Seseorang atau kelompok juga berpeluang memanfaatkan air limbah ke dalam
tanah (pasal 35 ayat 1) ataupun membuang air limbah ke badan air atau sumber
air (pasal 40 ayat 1). Keduanya harus atas seizin tertulis dari bupati/walikota. Dari
sana, dapat dipastikan bahwa dalam mengembangkan lahan dan
memanfaatkannya, pengembang harus berkomitmen dalam memanfaatkan atau
membuang air limbah dari pengembang tanpa membuat air yang ditampung di
daerah pengembang menjadi tercemar. Jika tidak, pelaporan dan tindak pidana
pencemaran air sebagai konsekuensi jebolnya daya tampung beban pencemaran
dapat dilakukan pihak yang berhak mendapatkan air bermutu baik. (Bab IV
Pelaporan, Bab V Hak dan Kewajiban, dan Bab VIII Sanksi).
Studi kasus
Drainase merupakan salah satu aspek yang wajib dipenuhi saat membangun
rumah. Ketika ada kesalahan dalam membuat infrastruktur drainase, maka
dampak yang dihasilkan bisa beragam, salah satunya yaitu banjir. Kota yang
selalu terkena banjir yaitu kota Jakarta. Saluran drainse dikatakan bermasalah
ketika tidak mampu mengakomodir debit ketika banjir. Banyak faktor yang
menyebabkan konstruksi drainase tidak memenuhi kriteria aman.

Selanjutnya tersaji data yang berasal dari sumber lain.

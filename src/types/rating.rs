use crate::error::{LensError, Result};
use crate::types::catalog::Catalog;
use crate::types::config::RangePolicy;
use crate::types::scoring::RatingValue;
use serde::{Deserialize, Serialize};
use std::collections::HashMap;
use std::path::Path;

fn default_applicable() -> bool {
    true
}

/// One line of a ratings sheet. `applicable = false` marks a category the
/// movie simply does not have (no action sequences, say).
#[derive(Debug, Clone, PartialEq, Deserialize, Serialize)]
pub struct RatingRecord {
    pub category: String,
    pub value: Option<i64>,
    #[serde(default = "default_applicable")]
    pub applicable: bool,
}

impl RatingRecord {
    pub fn rated(category: &str, value: i64) -> Self {
        Self {
            category: category.to_string(),
            value: Some(value),
            applicable: true,
        }
    }

    pub fn not_applicable(category: &str) -> Self {
        Self {
            category: category.to_string(),
            value: None,
            applicable: false,
        }
    }
}

/// Everything needed for one evaluation, built by the caller right before
/// scoring.
#[derive(Debug, Clone, Default, PartialEq, Deserialize, Serialize)]
pub struct ScoreRequest {
    pub subject: Option<String>,
    #[serde(default)]
    pub ratings: Vec<RatingRecord>,
}

impl ScoreRequest {
    pub fn load(path: &Path) -> Result<Self> {
        let content = std::fs::read_to_string(path)?;
        let extension = path
            .extension()
            .and_then(|ext| ext.to_str())
            .map(str::to_ascii_lowercase);
        match extension.as_deref() {
            Some("toml") => Ok(toml::from_str(&content)?),
            Some("json") => Ok(serde_json::from_str(&content)?),
            _ => Err(LensError::UnsupportedFormat(path.display().to_string())),
        }
    }

    /// Replaces any existing record for the category.
    pub fn apply_override(&mut self, category: &str, value: i64) {
        self.upsert(RatingRecord::rated(category, value));
    }

    pub fn mark_not_applicable(&mut self, category: &str) {
        self.upsert(RatingRecord::not_applicable(category));
    }

    fn upsert(&mut self, record: RatingRecord) {
        self.ratings.retain(|existing| existing.category != record.category);
        self.ratings.push(record);
    }

    /// Checks every record against the catalog and produces the name-keyed
    /// map the engine consumes.
    pub fn resolve(
        &self,
        catalog: &Catalog,
        policy: RangePolicy,
    ) -> Result<HashMap<String, RatingValue>> {
        let mut resolved = HashMap::with_capacity(self.ratings.len());

        for record in &self.ratings {
            let definition = catalog
                .get(&record.category)
                .ok_or_else(|| LensError::UnknownCategory(record.category.clone()))?;

            let value = if !record.applicable {
                RatingValue::NotApplicable
            } else {
                let raw = record
                    .value
                    .ok_or_else(|| LensError::MissingValue(record.category.clone()))?;
                RatingValue::Rated(check_range(
                    &record.category,
                    raw,
                    definition.max_score,
                    policy,
                )?)
            };

            if resolved.insert(record.category.clone(), value).is_some() {
                return Err(LensError::DuplicateRating(record.category.clone()));
            }
        }

        Ok(resolved)
    }
}

fn check_range(category: &str, value: i64, max_score: u32, policy: RangePolicy) -> Result<u32> {
    let max = i64::from(max_score.max(1));
    if (1..=max).contains(&value) {
        return Ok(value as u32);
    }
    match policy {
        RangePolicy::Reject => Err(LensError::InvalidRating {
            category: category.to_string(),
            value,
            max: max_score,
        }),
        RangePolicy::Clamp => {
            let clamped = value.clamp(1, max) as u32;
            tracing::warn!(category, value, clamped, "rating out of range, clamped");
            Ok(clamped)
        }
    }
}
mod cli;
mod config;
mod error;
mod report;
mod scoring;
mod types;

use crate::error::LensError;
use crate::types::catalog::Catalog;
use crate::types::config::RangePolicy;
use crate::types::rating::ScoreRequest;
use crate::types::report::Scorecard;
use clap::Parser;
use tracing_subscriber::EnvFilter;

pub mod exit_code {
    pub const SUCCESS: i32 = 0;
    pub const WARNINGS: i32 = 1;
    pub const INVALID_INPUT: i32 = 2;
    pub const RUNTIME_FAILURE: i32 = 3;
}

fn init_tracing(verbose: u8, quiet: bool) {
    let level = if quiet {
        "error"
    } else {
        match verbose {
            0 => "warn",
            1 => "info",
            _ => "debug",
        }
    };
    let filter = EnvFilter::try_from_default_env().unwrap_or_else(|_| EnvFilter::new(level));
    tracing_subscriber::fmt()
        .with_env_filter(filter)
        .with_writer(std::io::stderr)
        .with_target(false)
        .init();
}

fn run(cli: cli::Cli) -> Result<i32, LensError> {
    match cli.command {
        cli::Commands::Score(cmd) => {
            let loaded = config::load_config(&cmd.config)?;
            let catalog = Catalog::from_config(&loaded)?;

            let mut request = match &cmd.ratings {
                Some(path) => ScoreRequest::load(path)?,
                None => ScoreRequest::default(),
            };
            if cmd.subject.is_some() {
                request.subject = cmd.subject.clone();
            }
            for (name, value) in &cmd.set {
                request.apply_override(name, *value);
            }
            for name in &cmd.not_applicable {
                request.mark_not_applicable(name);
            }

            let policy = if cmd.clamp {
                RangePolicy::Clamp
            } else {
                loaded.range_policy()
            };
            let ratings = request.resolve(&catalog, policy)?;
            let result = scoring::score(catalog.categories(), &ratings);
            let skipped = result.skipped_degenerate();

            let output_format = match cmd.format {
                cli::ReportFormat::Json => report::OutputFormat::Json,
                cli::ReportFormat::Md => report::OutputFormat::Md,
            };
            let scorecard = Scorecard::new(request.subject, result);
            let rendered = report::render(&scorecard, output_format)?;
            println!("{rendered}");

            if skipped > 0 {
                tracing::warn!(skipped, "category(ies) could not be scored");
                Ok(exit_code::WARNINGS)
            } else {
                Ok(exit_code::SUCCESS)
            }
        }
        cli::Commands::Categories(cmd) => {
            let loaded = config::load_config(&cmd.config)?;
            let catalog = Catalog::from_config(&loaded)?;
            print!("{}", report::render_catalog(&catalog, cmd.guide));
            Ok(exit_code::SUCCESS)
        }
        cli::Commands::Check(cmd) => {
            let loaded = config::load_config(&cmd.config)?;
            let catalog = Catalog::assemble(&loaded)?;
            let findings = catalog.findings();

            if findings.is_empty() {
                println!(
                    "check: {} categories, no findings",
                    catalog.categories().len()
                );
                return Ok(exit_code::SUCCESS);
            }

            for finding in &findings {
                let level = if finding.blocking { "BLOCKING" } else { "WARN" };
                println!("[{}] {}: {}", level, finding.id, finding.title);
                println!("  {}", finding.body);
            }

            if findings.iter().any(|finding| finding.blocking) {
                Ok(exit_code::INVALID_INPUT)
            } else {
                Ok(exit_code::WARNINGS)
            }
        }
    }
}

fn main() {
    let cli = cli::Cli::parse();
    init_tracing(cli.verbose, cli.quiet);
    match run(cli) {
        Ok(code) => {
            if code != 0 {
                std::process::exit(code);
            }
        }
        Err(e) => {
            eprintln!("error: {}", e);
            let code = if e.is_invalid_input() {
                exit_code::INVALID_INPUT
            } else {
                exit_code::RUNTIME_FAILURE
            };
            std::process::exit(code);
        }
    }
}
use serde::{Deserialize, Serialize};
use std::collections::{BTreeMap, HashMap};

#[derive(Debug, Clone, Default, Deserialize)]
pub struct LensConfig {
    #[serde(default)]
    pub scoring: ScoringConfig,
    pub weights: Option<HashMap<String, f64>>,
    pub categories: Option<Vec<CategoryConfig>>,
}

#[derive(Debug, Clone, Default, Deserialize)]
pub struct ScoringConfig {
    #[serde(default)]
    pub out_of_range: RangePolicy,
}

/// What to do with a rating outside `1..=max_score`.
#[derive(Debug, Clone, Copy, Default, PartialEq, Eq, Deserialize, Serialize)]
#[serde(rename_all = "lowercase")]
pub enum RangePolicy {
    #[default]
    Reject,
    Clamp,
}

#[derive(Debug, Clone, Deserialize)]
pub struct CategoryConfig {
    pub name: String,
    pub max_score: u32,
    pub base_weight: f64,
    #[serde(default)]
    pub descriptors: Vec<String>,
    /// Keyed by rating; TOML table keys are always strings.
    pub multipliers: Option<BTreeMap<String, f64>>,
}

impl LensConfig {
    pub fn range_policy(&self) -> RangePolicy {
        self.scoring.out_of_range
    }
}
use crate::types::catalog::CategoryDefinition;

/// U-curve for a category scale: the two ends weigh most, a 10-point scale
/// also lifts the ratings next to the ends.
fn u_curve(max_score: u32) -> Vec<(u32, f64)> {
    if max_score >= 10 {
        vec![(1, 1.5), (2, 1.25), (max_score - 1, 1.25), (max_score, 1.5)]
    } else {
        vec![(1, 1.5), (max_score, 1.5)]
    }
}

fn category(
    name: &str,
    max_score: u32,
    base_weight: f64,
    descriptors: &[&str],
) -> CategoryDefinition {
    CategoryDefinition::new(name, max_score, base_weight)
        .with_multipliers(&u_curve(max_score))
        .with_descriptors(descriptors)
}

/// The default movie scale: sixteen categories whose base weights sum to 1.0.
pub fn builtin_categories() -> Vec<CategoryDefinition> {
    vec![
        category(
            "Story/Plot",
            10,
            0.16,
            &[
                "1: Incoherent. A complete mess with no discernible structure or purpose.",
                "2: Barely Functional. The plot is technically present but is illogical, confusing, and almost impossible to follow.",
                "3: Deeply Flawed. Riddled with clichés and nonsensical events that make it a chore to watch.",
                "4: Predictable. A 'paint-by-numbers' plot that is completely transparent and holds no surprises.",
                "5: Functional but Bland. The story makes sense but is uninspired, unoriginal, and fails to be engaging.",
                "6: Competent. A standard, well-structured plot that serves its purpose without major issues.",
                "7: Solid and Engaging. The plot is coherent, holds your attention effectively, and has some rewarding moments.",
                "8: Very Well-Crafted. A compelling and skillfully told story with strong pacing and meaningful development.",
                "9: Excellent. An inventive, emotionally resonant, and memorable story that feels fresh and impactful.",
                "10: A Masterpiece. A profound, original, and flawlessly executed story that redefines its genre or sets a new standard.",
            ],
        ),
        category(
            "Acting",
            10,
            0.08,
            &[
                "1: Unwatchable. The performance is so bad it's embarrassing and ruins every scene.",
                "2: Amateurish. The actor is clearly out of their depth, breaking the illusion of the film.",
                "3: Consistently Weak. An unbelievable or wooden performance that undermines the character's credibility.",
                "4: Flat / One-Note. The actor shows little to no emotional range, making the character feel lifeless.",
                "5: Inconsistent. A mix of good and bad moments, where the actor fails to maintain a believable character throughout.",
                "6: Competent. The actor is believable in the role and delivers their lines effectively. A professional job.",
                "7: Good. A solid performance with clear emotional depth that makes the character feel real.",
                "8: Excellent. A charismatic, nuanced, and memorable performance that elevates the material.",
                "9: Powerful. A truly commanding and deeply moving performance that is a highlight of the film.",
                "10: Flawless / Iconic. A transcendent performance that becomes the definitive portrayal of that character.",
            ],
        ),
        category(
            "Soundtrack",
            10,
            0.08,
            &[
                "1: Detrimental. The music is actively annoying or so inappropriate it sabotages the film's mood.",
                "2: Poor. A distracting or badly implemented soundtrack that consistently takes you out of the movie.",
                "3: Generic & Forgettable. The music is bland 'elevator music' that adds absolutely nothing.",
                "4: Misplaced. The music technically works but is often ill-suited for the tone or emotion of a scene.",
                "5: Adequate. The soundtrack is present and doesn't cause any problems, but is entirely unmemorable.",
                "6: Fitting. The music appropriately matches the film's tone and supports the on-screen action.",
                "7: Good. An effective soundtrack that noticeably enhances the emotion and atmosphere of key scenes.",
                "8: Excellent. A very strong, memorable score that is a core part of the film's identity.",
                "9: Powerful & Integral. The music is perfectly woven into the film, elevating the entire experience in a profound way.",
                "10: Iconic. An unforgettable, masterful soundtrack that defines the film and becomes a classic in its own right.",
            ],
        ),
        category(
            "Plotholes",
            10,
            0.05,
            &[
                "1: Completely Broken. The film's logic is so flawed it is fundamentally nonsensical.",
                "2: Riddled with Story-Breaking Holes. Massive contradictions that make the entire plot fall apart.",
                "3: Numerous Major Holes. The plot relies on events or motivations that make no sense upon reflection.",
                "4: Several Noticeable Holes. Logical gaps that are obvious during viewing and undermine key moments.",
                "5: A Few Nagging Holes. Some inconsistencies that create distracting questions but don't derail the whole story.",
                "6: Mostly Consistent. There might be one or two minor head-scratchers that can be overlooked.",
                "7: Largely Cohesive. Any potential issues are small enough to be considered nitpicks, not true plotholes.",
                "8: Very Tight. The plot is logical and well-constructed with strong cause-and-effect.",
                "9: Almost Airtight. The internal logic is exceptionally consistent and rewards close attention.",
                "10: Flawless. Every action, motivation, and event is perfectly consistent with the film's established rules.",
            ],
        ),
        category(
            "Tonality",
            10,
            0.08,
            &[
                "1: Incoherent Whiplash. Jarring, chaotic shifts between incompatible tones.",
                "2: Frequently Confused. Significant tonal shifts that feel amateurishly handled.",
                "3: Consistently Wrong. The tone is consistent, but fundamentally wrong for the story.",
                "4: Ill-Fitting Tone. Creates a consistent 'off' feeling, preventing full impact.",
                "5: Inconsistent Execution. Aims for the right tone but falters distractingly.",
                "6: Skillful but Blended Tones. Juggles multiple tones well, but lacks singular focus.",
                "7: Competent & Consistent. Establishes and maintains a clear, appropriate tone.",
                "8: Strong & Effective Tone. The tone is a powerful tool that enhances the story.",
                "9: Masterful & Immersive Tone. The tone creates a rich, all-encompassing atmosphere.",
                "10: A Tonal Masterclass. A perfect, unwavering tone that defines the experience.",
            ],
        ),
        category(
            "Core Concept",
            10,
            0.03,
            &[
                "1: Fundamentally Bad Idea. A premise with no discernible merit.",
                "2: Deeply Unoriginal. A blatant copy of a better idea.",
                "3: Tired Premise. Done to death with nothing new to add.",
                "4: Generic Concept. A 'by-the-numbers' idea that is safe but unexciting.",
                "5: Standard Premise. An acceptable, familiar concept.",
                "6: Solid Concept. A good, sturdy idea that offers a good platform.",
                "7: Interesting Concept. A genuinely intriguing premise that sparks curiosity.",
                "8: Great Concept. A clever, original, or thought-provoking idea.",
                "9: Brilliant Concept. A truly unique and fascinating premise.",
                "10: Game-Changing Idea. A revolutionary concept.",
            ],
        ),
        category(
            "Expectation",
            10,
            0.05,
            &[
                "1: Colossal Disappointment. Failed on all fronts.",
                "2: A Bait-and-Switch. Fundamentally misrepresented itself.",
                "3: Significant Letdown. A pale, poorly executed shadow of what it should be.",
                "4: Underwhelming. Delivered the premise in a dull, uninspired way.",
                "5: Mixed Bag. Succeeded on some promises while failing on others.",
                "6: Delivered on its Promise. Exactly what it advertised.",
                "7: Satisfying Fulfillment. Delivered on its promise in an enjoyable way.",
                "8: Exceeded Expectations. Delivered everything promised and then some.",
                "9: Impressive Over-delivery. Elevated its premise to a surprising level.",
                "10: A Transcendent Experience. Redefined what you thought the movie could be.",
            ],
        ),
        category(
            "Audio",
            5,
            0.05,
            &[
                "1: Unusable. Ruins the viewing experience.",
                "2: Poor. Persistent issues that pull you out of the movie.",
                "3: Acceptable. Functional but not perfect (e.g., too quiet/loud).",
                "4: Good. Clean, clear, and well-balanced. Does its job.",
                "5: Excellent. Immersive, dynamic, and enhances the film.",
            ],
        ),
        category(
            "Visuals",
            5,
            0.05,
            &[
                "1: Unwatchable. Visually incoherent or ugly.",
                "2: Poor. Amateurish, clumsy, or cheap-looking.",
                "3: Competent. Standard and functional, but not memorable.",
                "4: Strong. A distinct and well-executed visual style.",
                "5: Stunning. Breathtaking, innovative; every frame a painting.",
            ],
        ),
        category(
            "Effects",
            5,
            0.05,
            &[
                "1: Abysmal. Laughably bad, shatters immersion.",
                "2: Poor. Unconvincing, cheap, or out of place.",
                "3: Serviceable. Gets the job done but lacks polish.",
                "4: Very Good. Convincing and well-integrated.",
                "5: Seamless. Flawless, completely believable.",
            ],
        ),
        category(
            "Length",
            5,
            0.08,
            &[
                "1: Terribly Judged. Grotesquely bloated or brutally short.",
                "2: Poorly Judged. Noticeably too long or too short.",
                "3: Serviceable. Okay, but could be trimmed or use an extra scene.",
                "4: Good. Well-judged runtime, feels appropriate.",
                "5: Perfect. The absolute ideal length for the story.",
            ],
        ),
        category(
            "Pacing",
            5,
            0.08,
            &[
                "1: Excruciating. The flow is completely broken; a chore to watch.",
                "2: Uneven. Inconsistent, with noticeable lulls or frantic sections.",
                "3: Acceptable. Generally fine, but with some sections that drag or feel rushed.",
                "4: Well-Paced. Good, steady rhythm that keeps you engaged.",
                "5: Masterful. Expertly controlled rhythm and flow.",
            ],
        ),
        category(
            "Potential (World/Lore)",
            5,
            0.03,
            &[
                "1: Shallow & Uninspired. Feels like a cardboard cutout.",
                "2: Hollow Lore. Gestures at depth, but threads are dull.",
                "3: Sufficiently Built. Adequate for the plot, but not fascinating.",
                "4: Genuinely Intriguing. Raises compelling questions, makes you want more.",
                "5: Rich & Compelling Universe. Feels layered and real, sparks the imagination.",
            ],
        ),
        category(
            "Cast (Casting & Role Fit)",
            6,
            0.05,
            &[
                "1: Completely Miscast. Distractingly wrong for the role in every way.",
                "2: Persistent Mismatch. Generally feels out of place; hard to believe.",
                "3: Right Look, Wrong Fit. Looks the part but fails to act it.",
                "4: Performance Transcends Look. Overcomes a visual mismatch with a great performance.",
                "5: Strong Fit. A great choice where everything works.",
                "6: Perfect / Iconic Casting. Impossible to imagine anyone else in the role.",
            ],
        ),
        category(
            "Action",
            5,
            0.05,
            &[
                "1: Terrible. Confusing, uninteresting, or fake-looking.",
                "2: Lackluster. Generic, clumsy, or lacks impact.",
                "3: Competent. Functional and easy to follow, but not memorable.",
                "4: Well-Executed. Exciting, creative, and a clear highlight.",
                "5: Masterful. Unique, breathtaking sequences that elevate the movie.",
            ],
        ),
        category(
            "Personal Enjoyment",
            10,
            0.03,
            &[
                "This is your personal gut-check score from 1-10.",
                "1: Hated it.",
                "10: Loved it.",
            ],
        ),
    ]
}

Pertumbuhan
kota dan perkembangan industri menimbulkan dampak yang cukup besar pada

siklus hidrologi sehingga berpengaruh besar terhadap sistem drainasi. Sebagai
contoh ada perkembangan beberapa kawasan hunian yang disinyalir sebagai
penyebab banjir dan genangan di lingkungan sekitarnya. Hal ini disebabkan
karena perkembangan urbanisasi, menyebabkan perubahan tata guna lahan,
sedangkan siklus hidrologi sangat dipengaruhi oleh tata guna lahan. Oleh karena
itu setiap perkembangan kota atau wilayah harus diikuti dengan perbaikan sistem
drainase, tidak cukup hanya pada lokasi yang dikembangkan, melainkan harus
meliputi daerah sekitarnya juga.

Jaringan drainase perkotaan meliputi seluruh alur air, baik alur alam maupun alur
buatan yang hulunya terletak di kota dan bermuara di sungai yang melewati kota
Jakarta.
Pada beberapa lokasi pengembangan lahan, dimana penambahan lapisan kedap
air besar, pembangunan kolam penahan mungkin diperlukan untuk mengontrol
kenaikan aliran permukaan. Besarnya beban aliran yang diterima oleh sungaisungai pada musim penghujan menyebabkan sering terjadinya banjir akibat
luapan air sungai.
Upaya-upaya penanggulangan banjir pada saluran drainasi
1. Memperbaiki kebijakan tata guna lahan baik di daerah hulu maupun hilir.
2. Menjaga kelestarian sungai dari sampah-sampah dan pendangkalan.
3. Membuat tanggul-tanggul yang tinggi dan aman di pinggir sungai.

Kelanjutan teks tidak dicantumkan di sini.